When you mention the word concise, know that it is nearly impossible to pinpoint market reversals. You are going against the trend and there will be many headfakes (like the one in February 2007) that make you think the market is heading lower. They are called “bear traps”. Don’t worry about the first 5% of the move, focus on what follows. In our current situation my market opinion will change if the SPY 146 breakout level is breached. At that point I too will be bearish. That support level is very significant and if the buyers can muster a “bid”, it means a top has formed. After a failed breakout, I can take short positions with confidence. If you read my series, Option Trading Strategy For “V” Bottoms you will be properly positioned. In the event that the decline is something more than a “V” bottom, I advise you to let the market tell you what to do. In Leg #3, we are trying to hold onto our short positions and we only want to bail on them if the market is finding support.
When you use the word humble in your question, don’t be humbled by my presence. I am simply a student of the market. Be humbled by the market - it is always right. Keep your game plan very flexible. It’s good to have confidence in your analysis, however, be prepared for the likelihood that you are wrong and know when to cut your losses.
I continually prepare for the unexpected. Everyday I search out my most bullish and bearish pick of the day. This keeps my perspective in check and I accumulate a watch list of stocks that have relative strength and relative weakness. That is my edge. If I believe the market is going to rally and I buy calls on extremely strong stocks, they will hold up relatively well if the market declines. This gives me the opportunity to exit the position and to contain my losses. Consequently, my market prediction could be wrong and in many cases I will still make money on the trade. I publish a research report called the Daily Report and at a moment’s notice, I have a ready made list of longs and shorts. I also have a dynamic table that monitors the bullish and bearish watch lists and I immediately know where to look when the market conditions are changing. When the market throws uncertainty at me, I am not scrambling for ideas. I know exactly what to do.

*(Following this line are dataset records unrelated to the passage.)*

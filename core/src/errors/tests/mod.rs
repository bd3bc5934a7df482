//! Unit tests for domain error types

use ag_shared::ConfigError;

use crate::errors::{AuthError, DomainError, StoreError, TokenError};

#[test]
fn test_token_error_codes() {
    assert_eq!(TokenError::malformed("x").error_code(), "TOKEN_MALFORMED");
    assert_eq!(TokenError::Expired.error_code(), "TOKEN_EXPIRED");
    assert_eq!(TokenError::Revoked.error_code(), "TOKEN_REVOKED");
}

#[test]
fn test_domain_error_bridges() {
    let err: DomainError = TokenError::Revoked.into();
    assert_eq!(err.error_code(), "TOKEN_REVOKED");
    assert_eq!(err.as_token_error(), Some(&TokenError::Revoked));

    let err: DomainError = StoreError::unavailable("timeout").into();
    assert_eq!(err.error_code(), "STORE_UNAVAILABLE");
    assert!(err.as_token_error().is_none());

    let err: DomainError = ConfigError::EmptySecret.into();
    assert!(matches!(err, DomainError::Configuration(ConfigError::EmptySecret)));
}

#[test]
fn test_invalid_credentials_message_is_generic() {
    let message = AuthError::InvalidCredentials.to_string();
    assert_eq!(message, "Invalid email or password");
}

#[test]
fn test_logout_failed_carries_cause() {
    let cause = DomainError::Store(StoreError::unavailable("connection refused"));
    let err = AuthError::LogoutFailed {
        source: Box::new(cause),
    };
    assert_eq!(err.error_code(), "LOGOUT_FAILED");
    assert!(err.to_string().contains("connection refused"));

    match err {
        AuthError::LogoutFailed { source } => {
            assert!(matches!(*source, DomainError::Store(StoreError::Unavailable { .. })));
        }
        other => panic!("unexpected error: {other:?}"),
    }
}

If you feel confident that your scenario will unfold, this is the time to do extensive research to identify weak stocks. Don’t place any trades until the market cracks and the stocks demonstrate that they will lead the move lower. Look for stocks that have already formed a top and have not been able to rally with the market when it recently made new all-time highs. If the stock has broken a support level recently, it might qualify as a good short.